WHAT IS EXPECTED
Give back the whole listing below exactly.
[RECORDS FOR THE EXERCISE Boundary: Start]
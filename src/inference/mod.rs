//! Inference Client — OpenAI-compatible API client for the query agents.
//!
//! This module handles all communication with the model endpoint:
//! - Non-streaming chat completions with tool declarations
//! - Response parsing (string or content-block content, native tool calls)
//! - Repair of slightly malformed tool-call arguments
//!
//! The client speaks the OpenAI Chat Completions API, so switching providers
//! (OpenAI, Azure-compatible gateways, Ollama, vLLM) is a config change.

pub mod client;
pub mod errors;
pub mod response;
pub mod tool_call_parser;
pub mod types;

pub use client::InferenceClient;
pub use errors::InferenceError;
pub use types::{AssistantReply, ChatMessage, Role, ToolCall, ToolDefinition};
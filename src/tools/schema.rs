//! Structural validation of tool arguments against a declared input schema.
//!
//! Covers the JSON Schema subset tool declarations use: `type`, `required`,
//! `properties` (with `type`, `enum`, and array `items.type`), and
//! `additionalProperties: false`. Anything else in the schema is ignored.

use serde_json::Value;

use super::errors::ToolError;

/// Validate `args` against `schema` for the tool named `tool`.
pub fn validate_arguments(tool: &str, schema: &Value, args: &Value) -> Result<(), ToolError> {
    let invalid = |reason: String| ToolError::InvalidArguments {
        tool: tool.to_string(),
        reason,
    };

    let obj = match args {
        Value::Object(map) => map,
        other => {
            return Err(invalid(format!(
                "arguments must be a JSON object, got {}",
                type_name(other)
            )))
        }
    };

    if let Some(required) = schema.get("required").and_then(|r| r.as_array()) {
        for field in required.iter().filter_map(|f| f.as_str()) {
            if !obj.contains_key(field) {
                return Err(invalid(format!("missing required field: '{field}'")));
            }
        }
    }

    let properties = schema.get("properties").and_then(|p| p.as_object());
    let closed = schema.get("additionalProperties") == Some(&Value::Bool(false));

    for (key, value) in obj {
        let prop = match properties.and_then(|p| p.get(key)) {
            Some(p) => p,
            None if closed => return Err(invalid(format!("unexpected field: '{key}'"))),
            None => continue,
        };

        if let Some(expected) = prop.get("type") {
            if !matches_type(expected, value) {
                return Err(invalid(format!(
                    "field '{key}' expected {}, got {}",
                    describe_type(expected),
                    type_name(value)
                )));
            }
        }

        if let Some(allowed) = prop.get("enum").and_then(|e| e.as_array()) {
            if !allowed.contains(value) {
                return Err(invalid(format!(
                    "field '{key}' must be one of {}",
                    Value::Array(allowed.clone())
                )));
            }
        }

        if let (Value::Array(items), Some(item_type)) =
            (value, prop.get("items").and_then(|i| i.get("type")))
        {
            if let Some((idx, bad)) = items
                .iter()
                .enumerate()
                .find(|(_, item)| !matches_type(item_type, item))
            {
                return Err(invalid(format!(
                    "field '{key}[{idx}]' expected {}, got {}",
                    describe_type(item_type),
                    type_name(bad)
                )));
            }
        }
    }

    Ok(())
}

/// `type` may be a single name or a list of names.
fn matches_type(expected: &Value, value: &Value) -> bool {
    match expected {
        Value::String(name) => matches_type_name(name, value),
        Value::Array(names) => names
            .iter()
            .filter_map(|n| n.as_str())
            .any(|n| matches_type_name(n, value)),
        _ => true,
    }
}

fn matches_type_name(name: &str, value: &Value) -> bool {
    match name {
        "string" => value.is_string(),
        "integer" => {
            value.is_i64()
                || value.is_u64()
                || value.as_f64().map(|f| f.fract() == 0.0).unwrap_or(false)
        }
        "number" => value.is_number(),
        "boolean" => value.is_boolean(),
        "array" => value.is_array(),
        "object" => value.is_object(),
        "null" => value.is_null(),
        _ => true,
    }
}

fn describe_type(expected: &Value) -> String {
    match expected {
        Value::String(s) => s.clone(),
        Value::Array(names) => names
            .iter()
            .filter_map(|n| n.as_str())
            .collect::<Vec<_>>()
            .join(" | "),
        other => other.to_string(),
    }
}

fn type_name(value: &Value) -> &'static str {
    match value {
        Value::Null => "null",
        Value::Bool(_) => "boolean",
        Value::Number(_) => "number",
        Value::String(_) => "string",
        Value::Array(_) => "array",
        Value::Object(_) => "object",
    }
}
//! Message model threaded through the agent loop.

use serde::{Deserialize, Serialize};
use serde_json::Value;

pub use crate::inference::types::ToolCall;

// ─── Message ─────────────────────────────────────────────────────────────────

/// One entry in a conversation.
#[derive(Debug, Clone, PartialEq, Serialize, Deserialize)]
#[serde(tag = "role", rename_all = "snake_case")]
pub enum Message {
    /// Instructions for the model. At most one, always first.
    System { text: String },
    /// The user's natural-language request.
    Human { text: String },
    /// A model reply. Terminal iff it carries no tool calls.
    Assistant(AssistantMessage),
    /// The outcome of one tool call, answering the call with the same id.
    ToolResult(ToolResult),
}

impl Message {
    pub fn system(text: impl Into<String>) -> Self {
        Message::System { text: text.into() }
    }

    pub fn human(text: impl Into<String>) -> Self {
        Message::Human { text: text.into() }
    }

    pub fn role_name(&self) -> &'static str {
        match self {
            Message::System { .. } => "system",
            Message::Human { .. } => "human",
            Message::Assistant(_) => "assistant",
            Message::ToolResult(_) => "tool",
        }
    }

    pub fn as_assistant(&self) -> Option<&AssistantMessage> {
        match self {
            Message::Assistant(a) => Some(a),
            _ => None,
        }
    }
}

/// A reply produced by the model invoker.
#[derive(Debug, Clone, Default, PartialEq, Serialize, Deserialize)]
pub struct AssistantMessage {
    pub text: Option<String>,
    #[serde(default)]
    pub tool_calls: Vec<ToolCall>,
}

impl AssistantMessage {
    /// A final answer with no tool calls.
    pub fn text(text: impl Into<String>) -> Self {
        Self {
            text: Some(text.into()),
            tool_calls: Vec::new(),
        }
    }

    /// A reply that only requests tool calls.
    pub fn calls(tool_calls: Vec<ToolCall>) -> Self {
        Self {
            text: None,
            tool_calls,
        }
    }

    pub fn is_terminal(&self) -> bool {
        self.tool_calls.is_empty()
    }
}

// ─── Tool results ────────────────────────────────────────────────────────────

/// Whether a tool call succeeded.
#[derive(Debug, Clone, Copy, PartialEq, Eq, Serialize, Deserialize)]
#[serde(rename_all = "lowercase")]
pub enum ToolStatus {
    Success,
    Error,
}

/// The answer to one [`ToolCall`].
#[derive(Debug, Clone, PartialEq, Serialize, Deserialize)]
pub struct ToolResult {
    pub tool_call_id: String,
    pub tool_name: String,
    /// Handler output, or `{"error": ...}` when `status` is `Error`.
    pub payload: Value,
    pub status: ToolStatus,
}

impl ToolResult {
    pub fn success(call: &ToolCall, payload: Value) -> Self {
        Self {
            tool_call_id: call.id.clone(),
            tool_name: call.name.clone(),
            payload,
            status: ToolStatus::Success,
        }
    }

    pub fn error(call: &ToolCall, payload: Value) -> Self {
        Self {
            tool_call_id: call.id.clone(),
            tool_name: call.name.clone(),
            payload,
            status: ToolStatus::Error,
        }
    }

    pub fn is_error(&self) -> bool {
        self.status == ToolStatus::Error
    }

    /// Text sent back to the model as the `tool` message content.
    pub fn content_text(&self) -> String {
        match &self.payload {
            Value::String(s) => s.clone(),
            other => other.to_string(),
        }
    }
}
[RECORDS FOR THE EXERCISE Boundary: End]
WRITTEN ANSWER
filename src/inference/mod.rs
//! Inference Client — OpenAI-compatible API client for the query agents.
//!
//! This module handles all communication with the model endpoint:
//! - Non-streaming chat completions with tool declarations
//! - Response parsing (string or content-block content, native tool calls)
//! - Repair of slightly malformed tool-call arguments
//!
//! The client speaks the OpenAI Chat Completions API, so switching providers
//! (OpenAI, Azure-compatible gateways, Ollama, vLLM) is a config change.

pub mod client;
pub mod errors;
pub mod response;
pub mod tool_call_parser;
pub mod types;

pub use client::InferenceClient;
pub use errors::InferenceError;
pub use types::{AssistantReply, ChatMessage, Role, ToolCall, ToolDefinition};
filename src/tools/schema.rs
//! Structural validation of tool arguments against a declared input schema.
//!
//! Covers the JSON Schema subset tool declarations use: `type`, `required`,
//! `properties` (with `type`, `enum`, and array `items.type`), and
//! `additionalProperties: false`. Anything else in the schema is ignored.

use serde_json::Value;

use super::errors::ToolError;

/// Validate `args` against `schema` for the tool named `tool`.
pub fn validate_arguments(tool: &str, schema: &Value, args: &Value) -> Result<(), ToolError> {
    let invalid = |reason: String| ToolError::InvalidArguments {
        tool: tool.to_string(),
        reason,
    };

    let obj = match args {
        Value::Object(map) => map,
        other => {
            return Err(invalid(format!(
                "arguments must be a JSON object, got {}",
                type_name(other)
            )))
        }
    };

    if let Some(required) = schema.get("required").and_then(|r| r.as_array()) {
        for field in required.iter().filter_map(|f| f.as_str()) {
            if !obj.contains_key(field) {
                return Err(invalid(format!("missing required field: '{field}'")));
            }
        }
    }

    let properties = schema.get("properties").and_then(|p| p.as_object());
    let closed = schema.get("additionalProperties") == Some(&Value::Bool(false));

    for (key, value) in obj {
        let prop = match properties.and_then(|p| p.get(key)) {
            Some(p) => p,
            None if closed => return Err(invalid(format!("unexpected field: '{key}'"))),
            None => continue,
        };

        if let Some(expected) = prop.get("type") {
            if !matches_type(expected, value) {
                return Err(invalid(format!(
                    "field '{key}' expected {}, got {}",
                    describe_type(expected),
                    type_name(value)
                )));
            }
        }

        if let Some(allowed) = prop.get("enum").and_then(|e| e.as_array()) {
            if !allowed.contains(value) {
                return Err(invalid(format!(
                    "field '{key}' must be one of {}",
                    Value::Array(allowed.clone())
                )));
            }
        }

        if let (Value::Array(items), Some(item_type)) =
            (value, prop.get("items").and_then(|i| i.get("type")))
        {
            if let Some((idx, bad)) = items
                .iter()
                .enumerate()
                .find(|(_, item)| !matches_type(item_type, item))
            {
                return Err(invalid(format!(
                    "field '{key}[{idx}]' expected {}, got {}",
                    describe_type(item_type),
                    type_name(bad)
                )));
            }
        }
    }

    Ok(())
}

/// `type` may be a single name or a list of names.
fn matches_type(expected: &Value, value: &Value) -> bool {
    match expected {
        Value::String(name) => matches_type_name(name, value),
        Value::Array(names) => names
            .iter()
            .filter_map(|n| n.as_str())
            .any(|n| matches_type_name(n, value)),
        _ => true,
    }
}

fn matches_type_name(name: &str, value: &Value) -> bool {
    match name {
        "string" => value.is_string(),
        "integer" => {
            value.is_i64()
                || value.is_u64()
                || value.as_f64().map(|f| f.fract() == 0.0).unwrap_or(false)
        }
        "number" => value.is_number(),
        "boolean" => value.is_boolean(),
        "array" => value.is_array(),
        "object" => value.is_object(),
        "null" => value.is_null(),
        _ => true,
    }
}

fn describe_type(expected: &Value) -> String {
    match expected {
        Value::String(s) => s.clone(),
        Value::Array(names) => names
            .iter()
            .filter_map(|n| n.as_str())
            .collect::<Vec<_>>()
            .join(" | "),
        other => other.to_string(),
    }
}

fn type_name(value: &Value) -> &'static str {
    match value {
        Value::Null => "null",
        Value::Bool(_) => "boolean",
        Value::Number(_) => "number",
        Value::String(_) => "string",
        Value::Array(_) => "array",
        Value::Object(_) => "object",
    }
}
//! Message model threaded through the agent loop.

use serde::{Deserialize, Serialize};
use serde_json::Value;

pub use crate::inference::types::ToolCall;

// ─── Message ─────────────────────────────────────────────────────────────────

/// One entry in a conversation.
#[derive(Debug, Clone, PartialEq, Serialize, Deserialize)]
#[serde(tag = "role", rename_all = "snake_case")]
pub enum Message {
    /// Instructions for the model. At most one, always first.
    System { text: String },
    /// The user's natural-language request.
    Human { text: String },
    /// A model reply. Terminal iff it carries no tool calls.
    Assistant(AssistantMessage),
    /// The outcome of one tool call, answering the call with the same id.
    ToolResult(ToolResult),
}

impl Message {
    pub fn system(text: impl Into<String>) -> Self {
        Message::System { text: text.into() }
    }

    pub fn human(text: impl Into<String>) -> Self {
        Message::Human { text: text.into() }
    }

    pub fn role_name(&self) -> &'static str {
        match self {
            Message::System { .. } => "system",
            Message::Human { .. } => "human",
            Message::Assistant(_) => "assistant",
            Message::ToolResult(_) => "tool",
        }
    }

    pub fn as_assistant(&self) -> Option<&AssistantMessage> {
        match self {
            Message::Assistant(a) => Some(a),
            _ => None,
        }
    }
}

/// A reply produced by the model invoker.
#[derive(Debug, Clone, Default, PartialEq, Serialize, Deserialize)]
pub struct AssistantMessage {
    pub text: Option<String>,
    #[serde(default)]
    pub tool_calls: Vec<ToolCall>,
}

impl AssistantMessage {
    /// A final answer with no tool calls.
    pub fn text(text: impl Into<String>) -> Self {
        Self {
            text: Some(text.into()),
            tool_calls: Vec::new(),
        }
    }

    /// A reply that only requests tool calls.
    pub fn calls(tool_calls: Vec<ToolCall>) -> Self {
        Self {
            text: None,
            tool_calls,
        }
    }

    pub fn is_terminal(&self) -> bool {
        self.tool_calls.is_empty()
    }
}

// ─── Tool results ────────────────────────────────────────────────────────────

/// Whether a tool call succeeded.
#[derive(Debug, Clone, Copy, PartialEq, Eq, Serialize, Deserialize)]
#[serde(rename_all = "lowercase")]
pub enum ToolStatus {
    Success,
    Error,
}

/// The answer to one [`ToolCall`].
#[derive(Debug, Clone, PartialEq, Serialize, Deserialize)]
pub struct ToolResult {
    pub tool_call_id: String,
    pub tool_name: String,
    /// Handler output, or `{"error": ...}` when `status` is `Error`.
    pub payload: Value,
    pub status: ToolStatus,
}

impl ToolResult {
    pub fn success(call: &ToolCall, payload: Value) -> Self {
        Self {
            tool_call_id: call.id.clone(),
            tool_name: call.name.clone(),
            payload,
            status: ToolStatus::Success,
        }
    }

    pub fn error(call: &ToolCall, payload: Value) -> Self {
        Self {
            tool_call_id: call.id.clone(),
            tool_name: call.name.clone(),
            payload,
            status: ToolStatus::Error,
        }
    }

    pub fn is_error(&self) -> bool {
        self.status == ToolStatus::Error
    }

    /// Text sent back to the model as the `tool` message content.
    pub fn content_text(&self) -> String {
        match &self.payload {
            Value::String(s) => s.clone(),
            other => other.to_string(),
        }
    }
}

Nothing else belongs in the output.